Talma sometimes plays the part of Pharan in a tragedy by Ducis, on an Arabian subject, Abufar. A number of enchanting verses sheds a wonderful charm over this tragedy; the colors of the East, the pensive melancholy of the south of Asia, the melancholy which belongs to those regions where the sun consumes instead of embellishing nature, make themselves admirably felt in this work. The same Talma, the Grecian, the Roman, the chivalrous, becomes an Arab of the desert, full of energy and of love; his looks are guarded, as if to avoid the heat of the sun's rays; his gestures evince an admirable alternation of indolence and impetuosity; sometimes fate overwhelms him, sometimes he appears more powerful than nature herself, and seems to triumph over her: the passion which devours him, the object of which is a woman whom he believes to be his sister, is concealed in his bosom; one would say, by his uncertain pace, that he wishes to fly from himself; his eyes are averted from her he loves, his hands repel an image which

he thinks he always sees at his side; and when at last he presses Salema to his heart, with this simple word, J'ai froid,' he finds means of expressing at once the shudder of soul, and the devouring ardor which he endeavors to hide.
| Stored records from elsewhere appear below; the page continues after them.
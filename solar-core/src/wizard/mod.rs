//! Linear wizard state machine.
//!
//! A [`Wizard`] walks the configured question sequence one step at a
//! time. Advancing validates the current step's required answer and is
//! rejected — step unchanged, user-visible message returned — when it is
//! missing or out of range. Passing validation on the last question
//! moves to the results state and computes a fresh [`EstimateResult`];
//! retreating and resetting are always allowed.

pub mod steps;

pub use steps::{StepDescriptor, StepField, default_steps};

use rust_decimal::Decimal;
use thiserror::Error;
use tracing::{debug, warn};

use crate::calculations::{EstimateError, Estimator};
use crate::models::{EstimateInput, EstimateResult, RoofDirection, SystemConfig};

/// A rejected step advance. Always recoverable: the wizard stays on the
/// same question and the message is meant for the user.
#[derive(Debug, Error, PartialEq)]
pub enum ValidationError {
    /// The current step's answer has not been given.
    #[error("please enter your {} before continuing", .field.name())]
    MissingField { field: StepField },

    /// Roof area must be a positive number of square metres.
    #[error("roof area must be greater than zero")]
    NonPositiveRoofArea(f64),

    /// Tilt angle outside the supported 0–90 degree range.
    #[error("roof angle must be between 0 and 90 degrees")]
    RoofAngleOutOfRange(f64),

    /// Monthly bill must be a positive amount.
    #[error("monthly bill must be greater than zero")]
    NonPositiveMonthlyBill(Decimal),
}

/// Errors surfaced by [`Wizard::advance`].
#[derive(Debug, Error, PartialEq)]
pub enum WizardError {
    #[error(transparent)]
    Validation(#[from] ValidationError),

    #[error(transparent)]
    Estimate(#[from] EstimateError),
}

/// Where the wizard currently is: a 1-based question, or the results
/// screen.
#[derive(Debug, Clone, Copy, PartialEq, Eq)]
pub enum WizardState {
    Question(usize),
    Results,
}

/// Progress through the question sequence, for a progress indicator.
#[derive(Debug, Clone, Copy, PartialEq, Eq)]
pub struct Progress {
    pub current: usize,
    pub total: usize,
    pub percent: u32,
}

/// Checks the rule for a single field against the current input.
///
/// Pure: used by [`Wizard::advance`] and usable on its own.
pub fn validate_field(
    field: StepField,
    input: &EstimateInput,
) -> Result<(), ValidationError> {
    match field {
        StepField::RoofArea => match input.roof_area_sqm {
            None => Err(ValidationError::MissingField { field }),
            // NaN fails the comparison and is rejected with the area message.
            Some(area) if !(area > 0.0) => Err(ValidationError::NonPositiveRoofArea(area)),
            Some(_) => Ok(()),
        },
        StepField::RoofAngle => match input.roof_angle_deg {
            None => Err(ValidationError::MissingField { field }),
            Some(angle) if !(0.0..=90.0).contains(&angle) => {
                Err(ValidationError::RoofAngleOutOfRange(angle))
            }
            Some(_) => Ok(()),
        },
        StepField::RoofDirection => match input.roof_direction {
            None => Err(ValidationError::MissingField { field }),
            Some(_) => Ok(()),
        },
        StepField::MonthlyBill => match input.monthly_bill {
            None => Err(ValidationError::MissingField { field }),
            Some(bill) if bill <= Decimal::ZERO => {
                Err(ValidationError::NonPositiveMonthlyBill(bill))
            }
            Some(_) => Ok(()),
        },
    }
}

/// The wizard: question sequence, collected input, and derived result.
#[derive(Debug, Clone)]
pub struct Wizard {
    estimator: Estimator,
    steps: Vec<StepDescriptor>,
    current: usize,
    at_results: bool,
    input: EstimateInput,
    result: Option<EstimateResult>,
}

impl Wizard {
    /// A wizard over the canonical question sequence.
    pub fn new(config: SystemConfig) -> Self {
        Self::with_steps(config, default_steps())
    }

    /// A wizard over a custom question sequence.
    pub fn with_steps(
        config: SystemConfig,
        steps: Vec<StepDescriptor>,
    ) -> Self {
        Self {
            estimator: Estimator::new(config),
            steps,
            current: 1,
            at_results: false,
            input: EstimateInput::empty(),
            result: None,
        }
    }

    pub fn state(&self) -> WizardState {
        if self.at_results {
            WizardState::Results
        } else {
            WizardState::Question(self.current)
        }
    }

    /// True once the wizard has reached the results screen.
    pub fn is_complete(&self) -> bool {
        self.at_results
    }

    /// Current question number, 1-based.
    pub fn current_step(&self) -> usize {
        self.current
    }

    pub fn total_steps(&self) -> usize {
        self.steps.len()
    }

    /// Descriptor of the question being asked, `None` on the results
    /// screen.
    pub fn current_descriptor(&self) -> Option<&StepDescriptor> {
        if self.at_results {
            None
        } else {
            self.steps.get(self.current - 1)
        }
    }

    pub fn input(&self) -> &EstimateInput {
        &self.input
    }

    /// The computed estimate, present only in the results state.
    pub fn result(&self) -> Option<&EstimateResult> {
        self.result.as_ref()
    }

    pub fn config(&self) -> &SystemConfig {
        self.estimator.config()
    }

    /// Progress through the questions; pinned to 100% on the results
    /// screen.
    pub fn progress(&self) -> Progress {
        let total = self.steps.len();
        let current = if self.at_results { total } else { self.current };
        let percent = if total == 0 {
            100
        } else {
            (current as f64 / total as f64 * 100.0).round() as u32
        };
        Progress {
            current,
            total,
            percent,
        }
    }

    /// Validates the current question's answer without advancing.
    pub fn validate_current(&self) -> Result<(), ValidationError> {
        match self.current_descriptor() {
            Some(descriptor) => validate_field(descriptor.field, &self.input),
            None => Ok(()),
        }
    }

    /// Moves to the next question, or to results from the last one.
    ///
    /// On a validation failure the step is unchanged and the error
    /// carries the message to show the user. Entering the results state
    /// computes a fresh estimate from the full input.
    ///
    /// # Errors
    ///
    /// [`WizardError::Validation`] when the current answer is missing or
    /// out of range; [`WizardError::Estimate`] if the estimate itself
    /// fails (misconfigured coefficients, or a custom step sequence that
    /// never collects a required answer).
    pub fn advance(&mut self) -> Result<WizardState, WizardError> {
        if self.at_results {
            return Ok(WizardState::Results);
        }

        if let Err(error) = self.validate_current() {
            warn!(step = self.current, %error, "step rejected");
            return Err(error.into());
        }

        if self.current < self.steps.len() {
            self.current += 1;
            debug!(step = self.current, "advanced");
        } else {
            self.result = Some(self.estimator.estimate(&self.input)?);
            self.at_results = true;
            debug!("entered results");
        }
        Ok(self.state())
    }

    /// Moves one step back, floored at the first question. Leaving the
    /// results screen returns to the last question and drops the derived
    /// result, which is recomputed on the next advance.
    pub fn retreat(&mut self) -> WizardState {
        if self.at_results {
            self.at_results = false;
            self.result = None;
        } else if self.current > 1 {
            self.current -= 1;
        }
        debug!(step = self.current, "retreated");
        self.state()
    }

    /// Back to the first question with a fresh empty input.
    pub fn reset(&mut self) {
        self.current = 1;
        self.at_results = false;
        self.input = EstimateInput::empty();
        self.result = None;
        debug!("wizard reset");
    }

    // Answer setters. Each replaces the whole input record.

    pub fn set_roof_area(
        &mut self,
        area_sqm: f64,
    ) {
        self.input = self.input.with_roof_area(area_sqm);
    }

    pub fn set_roof_angle(
        &mut self,
        angle_deg: f64,
    ) {
        self.input = self.input.with_roof_angle(angle_deg);
    }

    pub fn set_roof_direction(
        &mut self,
        direction: RoofDirection,
    ) {
        self.input = self.input.with_roof_direction(direction);
    }

    pub fn set_monthly_bill(
        &mut self,
        bill: Decimal,
    ) {
        self.input = self.input.with_monthly_bill(bill);
    }
}

#[cfg(test)]
mod tests {
    use pretty_assertions::assert_eq;
    use rust_decimal_macros::dec;

    use super::*;

    fn wizard() -> Wizard {
        Wizard::new(SystemConfig::default())
    }

    fn answer_all(wizard: &mut Wizard) {
        wizard.set_roof_area(30.0);
        wizard.set_roof_angle(42.0);
        wizard.set_roof_direction(RoofDirection::South);
        wizard.set_monthly_bill(dec!(900));
    }

    // =========================================================================
    // validate_field tests
    // =========================================================================

    #[test]
    fn validate_field_reports_missing_answers() {
        let input = EstimateInput::empty();

        for field in [
            StepField::RoofArea,
            StepField::RoofAngle,
            StepField::RoofDirection,
            StepField::MonthlyBill,
        ] {
            assert_eq!(
                validate_field(field, &input),
                Err(ValidationError::MissingField { field })
            );
        }
    }

    #[test]
    fn validate_field_rejects_zero_roof_area() {
        let input = EstimateInput::empty().with_roof_area(0.0);

        assert_eq!(
            validate_field(StepField::RoofArea, &input),
            Err(ValidationError::NonPositiveRoofArea(0.0))
        );
    }

    #[test]
    fn validate_field_rejects_angle_above_90() {
        let input = EstimateInput::empty().with_roof_angle(120.0);

        assert_eq!(
            validate_field(StepField::RoofAngle, &input),
            Err(ValidationError::RoofAngleOutOfRange(120.0))
        );
    }

    #[test]
    fn validate_field_accepts_flat_roof_angle() {
        let input = EstimateInput::empty().with_roof_angle(0.0);

        assert_eq!(validate_field(StepField::RoofAngle, &input), Ok(()));
    }

    #[test]
    fn validate_field_rejects_zero_bill() {
        let input = EstimateInput::empty().with_monthly_bill(dec!(0));

        assert_eq!(
            validate_field(StepField::MonthlyBill, &input),
            Err(ValidationError::NonPositiveMonthlyBill(dec!(0)))
        );
    }

    // =========================================================================
    // advance tests
    // =========================================================================

    #[test]
    fn advance_without_answer_stays_on_step() {
        let mut wizard = wizard();

        let result = wizard.advance();

        assert_eq!(
            result,
            Err(WizardError::Validation(ValidationError::MissingField {
                field: StepField::RoofArea
            }))
        );
        assert_eq!(wizard.state(), WizardState::Question(1));
    }

    #[test]
    fn advance_moves_through_all_questions_to_results() {
        let mut wizard = wizard();
        answer_all(&mut wizard);

        assert_eq!(wizard.advance(), Ok(WizardState::Question(2)));
        assert_eq!(wizard.advance(), Ok(WizardState::Question(3)));
        assert_eq!(wizard.advance(), Ok(WizardState::Question(4)));
        assert_eq!(wizard.advance(), Ok(WizardState::Results));
        assert!(wizard.result().is_some());
    }

    #[test]
    fn advance_from_results_is_a_no_op() {
        let mut wizard = wizard();
        answer_all(&mut wizard);
        for _ in 0..4 {
            wizard.advance().unwrap();
        }

        assert_eq!(wizard.advance(), Ok(WizardState::Results));
    }

    #[test]
    fn advance_computes_the_estimate_on_entering_results() {
        let mut wizard = wizard();
        answer_all(&mut wizard);
        for _ in 0..4 {
            wizard.advance().unwrap();
        }

        let result = wizard.result().unwrap();

        assert_eq!(result.panel_count, 17);
        assert_eq!(result.yearly_savings, dec!(16617.50));
    }

    // =========================================================================
    // retreat / reset tests
    // =========================================================================

    #[test]
    fn retreat_never_goes_below_step_one() {
        let mut wizard = wizard();

        assert_eq!(wizard.retreat(), WizardState::Question(1));
        assert_eq!(wizard.retreat(), WizardState::Question(1));
    }

    #[test]
    fn retreat_from_results_returns_to_last_question() {
        let mut wizard = wizard();
        answer_all(&mut wizard);
        for _ in 0..4 {
            wizard.advance().unwrap();
        }

        assert_eq!(wizard.retreat(), WizardState::Question(4));
        // The derived result is dropped; it will be recomputed.
        assert!(wizard.result().is_none());
    }

    #[test]
    fn changed_answer_changes_the_recomputed_result() {
        let mut wizard = wizard();
        answer_all(&mut wizard);
        for _ in 0..4 {
            wizard.advance().unwrap();
        }
        let first_savings = wizard.result().unwrap().yearly_savings;

        wizard.retreat();
        wizard.set_roof_direction(RoofDirection::North);
        wizard.advance().unwrap();

        let second_savings = wizard.result().unwrap().yearly_savings;
        assert!(second_savings < first_savings);
    }

    #[test]
    fn reset_restores_the_initial_state() {
        let mut wizard = wizard();
        answer_all(&mut wizard);
        for _ in 0..4 {
            wizard.advance().unwrap();
        }

        wizard.reset();

        assert_eq!(wizard.state(), WizardState::Question(1));
        assert_eq!(wizard.input(), &EstimateInput::empty());
        assert!(wizard.result().is_none());
    }

    // =========================================================================
    // progress tests
    // =========================================================================

    #[test]
    fn progress_tracks_the_question_sequence() {
        let mut wizard = wizard();

        assert_eq!(
            wizard.progress(),
            Progress {
                current: 1,
                total: 4,
                percent: 25
            }
        );

        wizard.set_roof_area(30.0);
        wizard.advance().unwrap();

        assert_eq!(
            wizard.progress(),
            Progress {
                current: 2,
                total: 4,
                percent: 50
            }
        );
    }

    #[test]
    fn progress_is_complete_at_results() {
        let mut wizard = wizard();
        answer_all(&mut wizard);
        for _ in 0..4 {
            wizard.advance().unwrap();
        }

        assert_eq!(wizard.progress().percent, 100);
    }
}
use serde::{Deserialize, Serialize};

/// Compass direction a roof surface faces.
///
/// `Flat` covers roofs without a meaningful orientation (panels are
/// assumed to be racked facing the sun).
#[derive(Debug, Clone, Copy, PartialEq, Eq, Hash, Serialize, Deserialize)]
#[serde(rename_all = "lowercase")]
pub enum RoofDirection {
    North,
    South,
    East,
    West,
    Flat,
}

impl RoofDirection {
    /// All directions, in presentation order.
    pub const ALL: [RoofDirection; 5] = [
        Self::South,
        Self::East,
        Self::West,
        Self::North,
        Self::Flat,
    ];

    pub fn as_str(&self) -> &'static str {
        match self {
            Self::North => "north",
            Self::South => "south",
            Self::East => "east",
            Self::West => "west",
            Self::Flat => "flat",
        }
    }

    pub fn parse(s: &str) -> Option<Self> {
        match s.trim().to_ascii_lowercase().as_str() {
            "north" | "n" => Some(Self::North),
            "south" | "s" => Some(Self::South),
            "east" | "e" => Some(Self::East),
            "west" | "w" => Some(Self::West),
            "flat" | "f" => Some(Self::Flat),
            _ => None,
        }
    }

    /// Production multiplier for panels facing this way.
    ///
    /// Northern-hemisphere table: south-facing roofs produce at full
    /// rate, east/west lose roughly a fifth, north-facing roofs less
    /// than half, and flat roofs sit in between.
    pub fn production_multiplier(&self) -> f64 {
        match self {
            Self::South => 1.0,
            Self::East | Self::West => 0.8,
            Self::North => 0.45,
            Self::Flat => 0.85,
        }
    }
}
Many faults may be found in the plays of Shakspeare adapted to our theatre by Ducis; but it would be great injustice to deny them beauties of the first order; the genius of Ducis is in his heart, and it is there that he is great. Talma performs his characters like a friend to the talent of this noble old man. The scene of the witches, in Macbeth, is changed into recitation in the French play. Talma should be seen endeavoring to render something vulgar and uncouth in the accent of the witches, and to preserve at the same time, all the dignity exacted by our theatre.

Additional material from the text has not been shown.